Background: Vancomycin is associated with nephrotoxicity and the mechanism may in part be related to oxidative stress. In vitro and preclinical studies suggest melatonin supplementation decreases oxidative stress. The objective of this study was to evaluate concomitant use of melatonin and vancomycin and the incidence of acute kidney injury (AKI). Methods: We performed a retrospective cohort study at a large community medical center. All consecutive patients admitted to the medical center between January 2016 and September 2020 who received vancomycin therapy alone or concomitantly with melatonin as part of ordinary care were considered for inclusion. The primary endpoint was the development of AKI defined as an absolute increase in serum creatinine of ≥ 0.3 mg/dL or a ≥ 50% increase in serum creatinine. All data were analyzed using descriptive statistics. A multivariable logistic regression was constructed to account for potential confounding variables.
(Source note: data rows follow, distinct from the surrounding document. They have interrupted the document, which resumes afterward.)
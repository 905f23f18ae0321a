//! Vest Configuration
//!
//! Configuration for Vest exchange connection including environment loading.

use crate::adapters::errors::{ExchangeError, ExchangeResult};

use super::constants;

// =============================================================================
// Test Constants (Hardhat/Foundry well-known keys - PUBLIC, DO NOT USE IN PROD)
// =============================================================================

/// Hardhat account #1 private key (well-known, public test key)
#[cfg(test)]
pub const TEST_PRIMARY_KEY: &str = "0x59c6995e998f97a5a0044966f0945389dc9e86dae88c7a8412f4603b6b78690d";

/// Hardhat account #2 private key (well-known, public test key)
#[cfg(test)]
pub const TEST_SIGNING_KEY: &str = "0x5de4111afa1a4b94908f83103eb1f1706367c2e68ca870fc3fb9a804cdab365a";

/// Hardhat account #1 address
#[cfg(test)]
pub const TEST_PRIMARY_ADDR: &str = "0x70997970C51812dc3A010C7d01b50e0d17dc79C8";

// =============================================================================
// Configuration
// =============================================================================

/// Configuration for Vest exchange connection
#[derive(Clone)]
pub struct VestConfig {
    /// API key (JWT from `/register`); registered on start when absent
    pub api_key: Option<String>,
    /// Delegate key that signs orders, cancels, LP and withdrawals
    pub signing_key: String,
    /// Account group for server routing (0-9)
    pub account_group: u8,
    /// Primary account address (holds balances), needed for registration
    pub primary_addr: Option<String>,
    /// Primary private key, signs the registration proof
    pub primary_key: Option<String>,
    pub testnet: bool,
    pub rest_url: String,
    /// Websocket base, without the routing query
    pub ws_url: String,
}

impl std::fmt::Debug for VestConfig {
    fn fmt(&self, f: &mut std::fmt::Formatter<'_>) -> std::fmt::Result {
        f.debug_struct("VestConfig")
            .field("api_key_set", &self.api_key.is_some())
            .field("account_group", &self.account_group)
            .field("primary_addr", &self.primary_addr)
            .field("testnet", &self.testnet)
            .field("rest_url", &self.rest_url)
            .field("ws_url", &self.ws_url)
            .finish_non_exhaustive()
    }
}

impl VestConfig {
    pub fn new(api_key: Option<String>, signing_key: &str, account_group: u8, testnet: bool) -> Self {
        let domain = if testnet {
            constants::TESTNET_DOMAIN
        } else {
            constants::DEFAULT_DOMAIN
        };
        Self {
            api_key,
            signing_key: signing_key.to_string(),
            account_group,
            primary_addr: None,
            primary_key: None,
            testnet,
            rest_url: constants::rest_base_url(domain).to_string(),
            ws_url: constants::wss_base_url(domain).to_string(),
        }
    }

    /// Create configuration from environment variables
    ///
    /// `VEST_SIGNING_KEY` is always required. Without `VEST_API_KEY`, both
    /// `VEST_PRIMARY_ADDR` and `VEST_PRIMARY_KEY` must be set so the signing
    /// key can be registered. `VEST_REST_URL`/`VEST_WS_URL` override endpoints.
    pub fn from_env() -> ExchangeResult<Self> {
        let signing_key = required_env("VEST_SIGNING_KEY")?;
        let api_key = optional_env("VEST_API_KEY");
        let account_group: u8 = std::env::var("VEST_ACCOUNT_GROUP")
            .unwrap_or_else(|_| "0".to_string())
            .parse()
            .unwrap_or(0);
        let testnet = std::env::var("VEST_TESTNET")
            .map(|v| v == "true" || v == "1")
            .unwrap_or(false);

        let mut config = Self::new(api_key, &signing_key, account_group, testnet);
        config.primary_addr = optional_env("VEST_PRIMARY_ADDR");
        config.primary_key = optional_env("VEST_PRIMARY_KEY");

        if config.api_key.is_none() && (config.primary_addr.is_none() || config.primary_key.is_none()) {
            return Err(ExchangeError::AuthenticationFailed(
                "VEST_API_KEY not set and VEST_PRIMARY_ADDR/VEST_PRIMARY_KEY missing for registration".into(),
            ));
        }

        if let Some(url) = optional_env("VEST_REST_URL") {
            config.rest_url = url;
        }
        if let Some(url) = optional_env("VEST_WS_URL") {
            config.ws_url = url;
        }
        Ok(config)
    }

    /// Point REST calls at `base` (e.g. a local mock server)
    pub fn with_base_url(mut self, base: &str) -> Self {
        self.rest_url = base.to_string();
        self
    }

    pub fn with_primary(mut self, address: &str, key: &str) -> Self {
        self.primary_addr = Some(address.to_string());
        self.primary_key = Some(key.to_string());
        self
    }

    pub fn domain(&self) -> &'static str {
        if self.testnet {
            constants::TESTNET_DOMAIN
        } else {
            constants::DEFAULT_DOMAIN
        }
    }

    pub fn rest_url(&self, path: &str) -> String {
        format!("{}{}", self.rest_url, path)
    }

    /// Get verifying contract address for EIP-712
    pub fn verifying_contract(&self) -> &'static str {
        constants::verifying_contract(self.domain())
    }
}

fn required_env(name: &str) -> ExchangeResult<String> {
    optional_env(name).ok_or_else(|| ExchangeError::AuthenticationFailed(format!("{} not set", name)))
}

fn optional_env(name: &str) -> Option<String> {
    std::env::var(name).ok().filter(|v| !v.is_empty())
}
//! Routing through chains built from configuration

use std::collections::HashMap;
use std::sync::Arc;
use std::time::Duration;

use pretty_assertions::assert_eq;
use serde_json::json;
use stackwatch::Engine;
use stackwatch::config::Config;
use stackwatch::message::Message;
use stackwatch::pipeline::handlers::EventStoreHandler;
use stackwatch::pipeline::{Handler, HandlerChain, Router, TaskPool};
use stackwatch::storage::{MemoryBackend, StorageBackend};

use crate::helpers::notification;

struct Exploding;

#[async_trait::async_trait]
impl Handler for Exploding {
    fn name(&self) -> &str {
        "exploding"
    }

    async fn handle(&self, _: &Message) -> anyhow::Result<()> {
        panic!("handler bug");
    }
}

#[tokio::test]
async fn test_default_chains_store_events_per_service() {
    let storage = Arc::new(MemoryBackend::new());
    let engine = Engine::with_storage(Config::default(), storage.clone()).unwrap();
    let router = engine.router();

    router
        .submit(
            "nova",
            notification("compute.instance.delete.end", "req-1", json!({"instance_id": "vm-1"})).into(),
        )
        .await
        .unwrap();
    router
        .submit(
            "cinder",
            notification("volume.create.end", "req-2", json!({"volume_id": "vol-1"})).into(),
        )
        .await
        .unwrap();
    router.wait_idle().await;

    let mut events = storage.list_events(10).await.unwrap();
    events.sort_by(|a, b| a.service.cmp(&b.service));

    let summary: Vec<_> = events
        .iter()
        .map(|event| (event.service.as_str(), event.object_id.as_deref()))
        .collect();
    assert_eq!(summary, vec![("cinder", Some("vol-1")), ("nova", Some("vm-1"))]);
}

#[tokio::test]
async fn test_panicking_handler_does_not_stop_chain() {
    let storage = Arc::new(MemoryBackend::new());
    let handlers: Vec<Arc<dyn Handler>> = vec![
        Arc::new(Exploding),
        Arc::new(EventStoreHandler::new("nova", storage.clone())),
    ];
    let router = Router::new(TaskPool::new(2), [HandlerChain::new("nova", handlers)]);

    let handle = router
        .submit("nova", notification("compute.instance.create.end", "req-1", json!({})).into())
        .await
        .unwrap();
    handle.await.unwrap();

    assert_eq!(storage.list_events(10).await.unwrap().len(), 1);
}

#[tokio::test(start_paused = true)]
async fn test_saturated_pool_applies_backpressure() {
    let pool = TaskPool::new(1);
    let blocker = pool
        .spawn(tokio::time::sleep(Duration::from_millis(200)))
        .await
        .unwrap();
    assert_eq!(pool.in_flight(), 1);

    // waits for the first task instead of dropping the second
    let started = tokio::time::Instant::now();
    let second = pool.spawn(async {}).await.unwrap();
    assert!(started.elapsed() >= Duration::from_millis(200));

    blocker.await.unwrap();
    second.await.unwrap();
}

#[test]
fn test_custom_chain_configuration() {
    let mut config = Config::default();
    config.chains = HashMap::from([("nova".to_string(), vec!["event_store".to_string()])]);

    let engine = Engine::from_config(config).unwrap();

    assert_eq!(engine.router().routes(), vec!["nova"]);
}
//! In-memory storage backend (no persistence)
//!
//! Used by default and in tests. Events are kept in a ring buffer, every
//! other record type in maps keyed the way the engine looks them up.
//!
//! ## Limitations
//!
//! - **No persistence**: All data lost on restart
//! - **Limited event capacity**: oldest events are evicted first

use std::collections::{HashMap, VecDeque};
use std::time::Duration;

use async_trait::async_trait;
use chrono::{DateTime, Utc};
use tokio::sync::RwLock;
use tracing::debug;

use super::backend::StorageBackend;
use super::error::{StorageError, StorageResult};
use super::schema::{
    EventRow, ExceptionRecord, ExceptionReport, ServiceHistoryRow, ServiceStatusRow,
};
use crate::alarm::ShutupWindow;
use crate::monitor::ProbeOutcome;

/// Maximum events to keep in memory
const MAX_EVENTS: usize = 10_000;

type ServiceKey = (String, String);

#[derive(Default)]
struct Tables {
    status: HashMap<ServiceKey, ServiceStatusRow>,
    history: Vec<ServiceHistoryRow>,
    exceptions: HashMap<String, ExceptionRecord>,
    events: VecDeque<EventRow>,
}

/// In-memory storage backend
#[derive(Default)]
pub struct MemoryBackend {
    tables: RwLock<Tables>,
}

impl MemoryBackend {
    pub fn new() -> Self {
        Self::default()
    }
}

fn key(binary: &str, hostname: &str) -> ServiceKey {
    (binary.to_string(), hostname.to_string())
}

#[async_trait]
impl StorageBackend for MemoryBackend {
    async fn upsert_service_status(
        &self,
        binary: &str,
        hostname: &str,
        state: ProbeOutcome,
        response_time: Duration,
        at: DateTime<Utc>,
    ) -> StorageResult<ServiceStatusRow> {
        let mut tables = self.tables.write().await;

        let row = tables
            .status
            .entry(key(binary, hostname))
            .and_modify(|row| {
                row.state = state;
                row.response_time = response_time.as_secs_f64();
                row.updated_at = at;
                row.updates += 1;
            })
            .or_insert_with(|| ServiceStatusRow {
                binary: binary.to_string(),
                hostname: hostname.to_string(),
                state,
                response_time: response_time.as_secs_f64(),
                created_at: at,
                updated_at: at,
                updates: 1,
            });

        Ok(row.clone())
    }

    async fn get_service_status(
        &self,
        binary: &str,
        hostname: &str,
    ) -> StorageResult<Option<ServiceStatusRow>> {
        let tables = self.tables.read().await;
        Ok(tables.status.get(&key(binary, hostname)).cloned())
    }

    async fn list_service_status(&self) -> StorageResult<Vec<ServiceStatusRow>> {
        let tables = self.tables.read().await;
        let mut rows: Vec<_> = tables.status.values().cloned().collect();
        rows.sort_by(|a, b| (&a.binary, &a.hostname).cmp(&(&b.binary, &b.hostname)));
        Ok(rows)
    }

    async fn cleanup_stale_status(&self, before: DateTime<Utc>) -> StorageResult<usize> {
        let mut tables = self.tables.write().await;
        let count = tables.status.len();
        tables.status.retain(|_, row| row.updated_at >= before);
        let removed = count - tables.status.len();
        debug!("removed {removed} stale service status rows");
        Ok(removed)
    }

    async fn insert_service_history(&self, row: ServiceHistoryRow) -> StorageResult<()> {
        self.tables.write().await.history.push(row);
        Ok(())
    }

    async fn list_service_history(
        &self,
        binary: &str,
        hostname: &str,
    ) -> StorageResult<Vec<ServiceHistoryRow>> {
        let tables = self.tables.read().await;
        Ok(tables
            .history
            .iter()
            .filter(|row| row.binary == binary && row.hostname == hostname)
            .cloned()
            .collect())
    }

    async fn cleanup_stale_history(&self, before: DateTime<Utc>) -> StorageResult<usize> {
        let mut tables = self.tables.write().await;
        let count = tables.history.len();
        tables.history.retain(|row| row.end_at >= before);
        let removed = count - tables.history.len();
        debug!("removed {removed} stale service history rows");
        Ok(removed)
    }

    async fn upsert_exception(&self, report: ExceptionReport) -> StorageResult<ExceptionRecord> {
        let mut tables = self.tables.write().await;

        let record = tables
            .exceptions
            .entry(report.uuid.clone())
            .and_modify(|record| {
                record.count += 1;
                record.exc_value = report.exc_value.clone();
                record.hostname = report.hostname.clone();
                record.last_seen = report.seen_at;
                record.last_payload = report.payload.clone();
            })
            .or_insert_with(|| ExceptionRecord {
                uuid: report.uuid.clone(),
                exc_class: report.exc_class.clone(),
                exc_value: report.exc_value.clone(),
                file_path: report.file_path.clone(),
                func_name: report.func_name.clone(),
                lineno: report.lineno,
                binary: report.binary.clone(),
                hostname: report.hostname.clone(),
                count: 1,
                on_process: false,
                shutup: None,
                first_seen: report.seen_at,
                last_seen: report.seen_at,
                last_payload: report.payload.clone(),
            });

        Ok(record.clone())
    }

    async fn get_exception(&self, uuid: &str) -> StorageResult<Option<ExceptionRecord>> {
        Ok(self.tables.read().await.exceptions.get(uuid).cloned())
    }

    async fn update_exception_flags(
        &self,
        uuid: &str,
        on_process: bool,
        shutup: Option<ShutupWindow>,
    ) -> StorageResult<ExceptionRecord> {
        let mut tables = self.tables.write().await;
        let record = tables
            .exceptions
            .get_mut(uuid)
            .ok_or_else(|| StorageError::NotFound(format!("exception {uuid}")))?;

        record.on_process = on_process;
        record.shutup = shutup;
        Ok(record.clone())
    }

    async fn insert_event(&self, event: EventRow) -> StorageResult<()> {
        let mut tables = self.tables.write().await;
        if tables.events.len() >= MAX_EVENTS {
            tables.events.pop_front();
        }
        tables.events.push_back(event);
        Ok(())
    }

    async fn list_events(&self, limit: usize) -> StorageResult<Vec<EventRow>> {
        let tables = self.tables.read().await;
        Ok(tables.events.iter().rev().take(limit).cloned().collect())
    }
}
use std::collections::HashSet;
use std::sync::Arc;
use std::time::Duration;

use async_trait::async_trait;
use tracing::{debug, trace};

use crate::bus::FanoutPublisher;
use crate::config::NotifierConfig;
use crate::message::Message;
use crate::pipeline::chain::Handler;

/// Re-publishes selected events, stripped of their request context
pub struct NotifierHandler {
    event_types: HashSet<String>,
    exchange: String,
    ttl: Option<Duration>,
    publisher: Option<Arc<dyn FanoutPublisher>>,
}

impl NotifierHandler {
    /// Without a publisher the handler accepts and ignores everything.
    pub fn new(config: &NotifierConfig, publisher: Option<Arc<dyn FanoutPublisher>>) -> Self {
        Self {
            event_types: config.event_types.iter().cloned().collect(),
            exchange: config.exchange.clone(),
            ttl: config.ttl(),
            publisher,
        }
    }
}

#[async_trait]
impl Handler for NotifierHandler {
    fn name(&self) -> &str {
        "notifier"
    }

    async fn handle(&self, message: &Message) -> anyhow::Result<()> {
        let Some(publisher) = &self.publisher else {
            return Ok(());
        };
        if !self.event_types.contains(&message.event_type) {
            trace!("not notifying {}", message.event_type);
            return Ok(());
        }

        let body = message.to_json_without_context();
        debug!("Notifying message: {}", message.event_type);
        publisher.fanout(&self.exchange, &body, self.ttl).await
    }
}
Results: A total of 303 adult patients meeting inclusion and exclusion criteria treated with vancomycin were identified, 101 of which received melatonin concomitantly. Overall baseline characteristics were similar between the two groups except for the incidence of bactremia/sepsis. After controlling for vancomycin area under the curve, baseline creatinine clearance, and intensive care unit admission in multivariable logistic regression, melatonin use was associated with a 63% decrease in AKI (odds ratio [OR], 0.37; 95% confidence interval [CI], 0.14 - 0.96; p =0.041). Conclusions: Melatonin use was associated with a significant reduction in vancomycin-related AKI. Although this was a retrospective study with a small sample size, given the magnitude of the difference seen, further large prospective studies are warranted.